Should not her parents warn her against going with strangers? Is it really safe to travel that way, even though she has a few maids with her? Was not that exactly the way a man does things? Abraham, you meant well, but you were so crude, so unfeeling, so lacking in the finer touches of life. Why did you not send a woman servant along with this eldest servant? You do not go for a wife for your son like you go for an ox or another camel or two. Would you blame Rebekah if she had said, “I will not go under these conditions, and I am surprised that you, my brother, and you, my mother, dare even to suggest such a thing”? On second thought she could have said, “Since you have so little feeling for me, and apparently want to get rid of me, I might just as well go!” 

No, none of this is true. It would have been and we would have a right to raise all these arguments and objections if it were not for that one important fact that the Word of God had been preached. And were it not for the fact that Rebekah is responding to that Word preached. There are covenant considerations here that must not be overlooked. It makes a nice story. It makes for interesting reading. But we must also hear the Word of God that Rebekah heard. 

There was carnality here as well. Laban, Rebekah’s brother, saw the gold, the wealth, and wanted the servant to stay so he could get more of it. But this did not move Rebekah. She was a believing child of God, as is evident somewhat later when she expressed to Isaac her grief over her son Esau’s marrying women of the Hittites. And her “I will go” is an answer to a call she heard from God Who called and said, “Go to Isaac and become a mother in Israel.” And although Rebekah could not understand this as we do today it meant, “Go and serve to bring forth the promised Seed which is Christ.” 

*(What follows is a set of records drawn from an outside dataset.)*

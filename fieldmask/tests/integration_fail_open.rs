//! Fail-open behaviour: directives that cannot be applied leave values as
//! they were instead of failing the whole record.

use fieldmask::{Mask, Masker};

#[derive(Clone, Debug, Default, PartialEq, Mask)]
struct Empty {}

#[derive(Clone, Debug, Default, PartialEq, Mask)]
struct Inner {
    #[mask("regex,^[^@]+", mask_char = "X")]
    email: String,
    child: Option<Box<Empty>>,
}

#[derive(Clone, Debug, Default, PartialEq, Mask)]
struct Awkward {
    #[mask("regex,[A-Z")]
    name: String,
    #[mask("corners")]
    last_name: String,
    #[mask("corners,10-20")]
    nationality: String,
    #[mask("not_registered")]
    unknown: String,
    #[mask("")]
    empty: String,
    #[mask("regex")]
    empty_regex: String,
    #[mask("last,abc")]
    bad_count: String,
    #[mask("between,5")]
    bad_bounds: String,
    nested: Inner,
    #[mask("corners")]
    special_child: Option<Box<Empty>>,
    #[mask("all")]
    pointer_string: Option<String>,
    #[mask("all")]
    absent_string: Option<String>,
}

fn awkward() -> Awkward {
    Awkward {
        name: "Jhon".into(),
        last_name: "Doe".into(),
        nationality: "Ec".into(),
        unknown: "Test".into(),
        empty: "Test".into(),
        empty_regex: "Test".into(),
        bad_count: "Test".into(),
        bad_bounds: "Testing".into(),
        nested: Inner {
            email: "john.doe@example.com".into(),
            child: None,
        },
        special_child: None,
        pointer_string: Some("test".into()),
        absent_string: None,
    }
}

#[test]
fn unusable_directives_leave_values_unchanged() {
    let masked = Masker::new().mask(&awkward()).unwrap();
    assert_eq!(masked.name, "Jhon");
    assert_eq!(masked.unknown, "Test");
    assert_eq!(masked.empty, "Test");
    assert_eq!(masked.empty_regex, "Test");
}

#[test]
fn short_values_follow_method_rules() {
    let masked = Masker::new().mask(&awkward()).unwrap();
    assert_eq!(masked.last_name, "*o*");
    assert_eq!(masked.nationality, "**");
}

#[test]
fn malformed_options_use_defaults() {
    let masked = Masker::new().mask(&awkward()).unwrap();
    assert_eq!(masked.bad_count, "Tes*");
    assert_eq!(masked.bad_bounds, "T*****g");
}

#[test]
fn directives_only_apply_to_owned_strings() {
    let masked = Masker::new().mask(&awkward()).unwrap();
    assert_eq!(masked.pointer_string.as_deref(), Some("test"));
    assert!(masked.absent_string.is_none());
    assert!(masked.special_child.is_none());
}

#[test]
fn nested_records_are_still_walked() {
    let masked = Masker::new().mask(&awkward()).unwrap();
    assert_eq!(masked.nested.email, "XXXXXXXX@example.com");
    assert!(masked.nested.child.is_none());
}

#[test]
fn default_record_masks_to_itself() {
    let value = Awkward::default();
    assert_eq!(Masker::new().mask(&value).unwrap(), value);
}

Laban and Rebekah’s mother blessed her with the prayer that she would be the mother “of thousands of millions.” They understood, and Rebekah understood, that to go to be the wife of Isaac she was going to be the mother of his children, that marriage has to do with bringing forth children. And when the servant of Abraham told how God had prospered his way she heard the Word of God in regard to His covenant, and proof of the fact that Isaac’s God was her God and that He is a covenant God Who fulfills all His promises and Works in wondrous ways to bless His Church. 

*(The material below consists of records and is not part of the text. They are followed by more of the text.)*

//! Derive macro for `fieldmask`.
//!
//! This crate generates the code behind `#[derive(Mask)]`. It:
//! - reads `#[mask(...)]` field attributes
//! - emits the `Record` field descriptor list and the `Maskable` traversal body
//!
//! It does **not** parse directive strings or know about strategies. Those
//! live in the main `fieldmask` crate and are resolved at runtime, so an
//! unknown method fails open instead of failing the build.

// <https://doc.rust-lang.org/rustc/lints/listing/allowed-by-default.html>
#![warn(
    anonymous_parameters,
    bare_trait_objects,
    elided_lifetimes_in_paths,
    missing_copy_implementations,
    rust_2018_idioms,
    trivial_casts,
    trivial_numeric_casts,
    unreachable_pub,
    unsafe_code,
    unused_extern_crates,
    unused_import_braces
)]
// <https://rust-lang.github.io/rust-clippy/stable>
#![warn(
    clippy::all,
    clippy::cargo,
    clippy::dbg_macro,
    clippy::float_cmp_const,
    clippy::get_unwrap,
    clippy::mem_forget,
    clippy::nursery,
    clippy::pedantic,
    clippy::todo,
    clippy::unwrap_used,
    clippy::uninlined_format_args
)]
// Allow some clippy lints
#![allow(
    clippy::default_trait_access,
    clippy::doc_markdown,
    clippy::if_not_else,
    clippy::module_name_repetitions,
    clippy::multiple_crate_versions,
    clippy::must_use_candidate,
    clippy::needless_pass_by_value,
    clippy::needless_ifs,
    clippy::use_self,
    clippy::cargo_common_metadata,
    clippy::missing_errors_doc,
    clippy::enum_glob_use,
    clippy::struct_excessive_bools,
    clippy::missing_const_for_fn,
    clippy::redundant_pub_crate,
    clippy::result_large_err,
    clippy::future_not_send,
    clippy::option_if_let_else,
    clippy::from_over_into,
    clippy::manual_inspect
)]
// Allow some lints while testing
#![cfg_attr(test, allow(clippy::non_ascii_literal, clippy::unwrap_used))]

#[allow(unused_extern_crates)]
extern crate proc_macro;

use proc_macro_crate::{FoundCrate, crate_name};
use proc_macro2::{Ident, TokenStream};
use quote::{format_ident, quote};
use syn::{Data, DeriveInput, Result, parse_macro_input};

mod derive_struct;
mod field_attrs;
mod generics;
mod transform;
mod types;
use derive_struct::derive_struct;
use field_attrs::reject_container_attrs;
use generics::{add_clone_bounds, add_maskable_bounds};

/// Derives `fieldmask::Record` and `fieldmask::Maskable` for structs.
///
/// # Field Attributes
///
/// - **No annotation**: `String` and scalar fields are copied; every other field is walked
///   through `Maskable`, so nested records (by value, in `Option`, `Box`, `Vec`, ...) are
///   masked recursively.
///
/// - `#[mask("method[,options]")]`: on a `String` field, the directive is resolved against the
///   masker's strategy registry at runtime (e.g. `#[mask("last,4")]`, `#[mask("corners,5-4")]`).
///   The field is dispatched through `Maskable::mask_directed`, so aliases of `String` and
///   type parameters instantiated as `String` are masked too. On any other type the directive
///   is recorded in the descriptor but has no effect.
///
/// - `#[mask("method", mask_char = "#")]`: same, with a per-field mask character.
///
/// - `#[mask(skip)]`: the field is cloned as-is. Use this for foreign types that do not
///   implement `Maskable`.
///
/// Named, tuple and unit structs are supported. Enums and unions are rejected at compile time:
/// only records (fixed sets of fields) can be masked.
///
/// # Generated Impls
///
/// - `Record`: `NAME` and `FIELDS`, the descriptor list in declaration order.
/// - `Maskable`: builds the masked copy from `&self` without touching the original.
///
/// Type parameters used by walked fields get a `Maskable` bound; those used by `skip` fields
/// get a `Clone` bound.
#[proc_macro_derive(Mask, attributes(mask))]
pub fn derive_mask(input: proc_macro::TokenStream) -> proc_macro::TokenStream {
    let input = parse_macro_input!(input as DeriveInput);
    match expand(input) {
        Ok(tokens) => tokens.into(),
        Err(err) => err.into_compile_error().into(),
    }
}

/// Returns the token stream to reference the fieldmask crate root.
///
/// Handles crate renaming (e.g., `masking = { package = "fieldmask", ... }`).
/// Inside fieldmask itself (unit tests and doctests alike) the absolute path
/// resolves through its `extern crate self as fieldmask`.
fn crate_root() -> TokenStream {
    match crate_name("fieldmask") {
        Ok(FoundCrate::Itself) => quote! { ::fieldmask },
        Ok(FoundCrate::Name(name)) => {
            let ident = format_ident!("{}", name);
            quote! { ::#ident }
        }
        Err(_) => quote! { ::fieldmask },
    }
}

fn crate_path(item: &str) -> TokenStream {
    let root = crate_root();
    let item_ident = syn::parse_str::<syn::Path>(item).expect("fieldmask crate path should parse");
    quote! { #root::#item_ident }
}

struct DeriveOutput {
    mask_body: TokenStream,
    descriptors: Vec<TokenStream>,
    maskable_generics: Vec<Ident>,
    clone_generics: Vec<Ident>,
}

fn expand(input: DeriveInput) -> Result<TokenStream> {
    let DeriveInput {
        ident,
        generics,
        data,
        attrs,
        ..
    } = input;

    reject_container_attrs(&attrs)?;

    let derive_output = match data {
        Data::Struct(data) => derive_struct(data, &generics)?,
        Data::Enum(data) => {
            return Err(syn::Error::new(
                data.enum_token.span,
                "`Mask` can only be derived for structs; enums are not records",
            ));
        }
        Data::Union(data) => {
            return Err(syn::Error::new(
                data.union_token.span,
                "`Mask` cannot be derived for unions",
            ));
        }
    };

    let crate_root = crate_root();
    let bounded = add_maskable_bounds(generics, &derive_output.maskable_generics);
    let bounded = add_clone_bounds(bounded, &derive_output.clone_generics);
    let (impl_generics, ty_generics, where_clause) = bounded.split_for_impl();

    let name = ident.to_string();
    let descriptors = &derive_output.descriptors;
    let mask_body = &derive_output.mask_body;

    Ok(quote! {
        impl #impl_generics #crate_root::Record for #ident #ty_generics #where_clause {
            const NAME: &'static str = #name;
            const FIELDS: &'static [#crate_root::FieldDescriptor] = &[#(#descriptors),*];
        }

        impl #impl_generics #crate_root::Maskable for #ident #ty_generics #where_clause {
            const IS_RECORD: bool = true;

            #[allow(unused_variables)]
            fn mask_with(&self, masker: &#crate_root::Masker) -> Self {
                #mask_body
            }
        }
    })
}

“I will go” is then the response that God wrought in her soul to His call to go. “I will go” is the life of Christ that God had given her, speaking what He always spoke. It is the speech of obedience before God. It is the speech of a firm conviction but also of resolute purpose. “I will go” is equal to, “Let’s go in obedience to God.” 

Yes, Rebekah, you are safe to go with these men. And you need have no fear of this man whom you never saw but whose faith you know and whose God you also serve. If you love God—and you do—and he loves God as you have heard, and His God and yours has arranged all these things so wonderfully, you can, but also must, say, “I will go.” And your sacrifices and hardships, your seeking first the kingdom of God and its righteousness will not be forgotten. You will serve in the coming of the Messiah, but you will also receive the blessings of His coming. His life is in you; and it is because He said to the Father, “I will go,” and went even to the cross and the bottom of hell for you that you could receive the grace to speak your unequivocal and blessed, “I will go.” 

And you, my reader, will you go? You who have so much more revelation and hear God’s Word preached so much more clearly in the details of the coming of His Son in our flesh, will you go and be His bride? Will you forsake the world and every former friend to be dedicated and consecrated unto Him? He calls to His own. His own say, “I will go.” And they do so because He draws them with irresistible power and with cords of tender love. In His great love for us He makes us love Him. John says it so beautifully in I John 4:19: “We love Him because He first loved us.”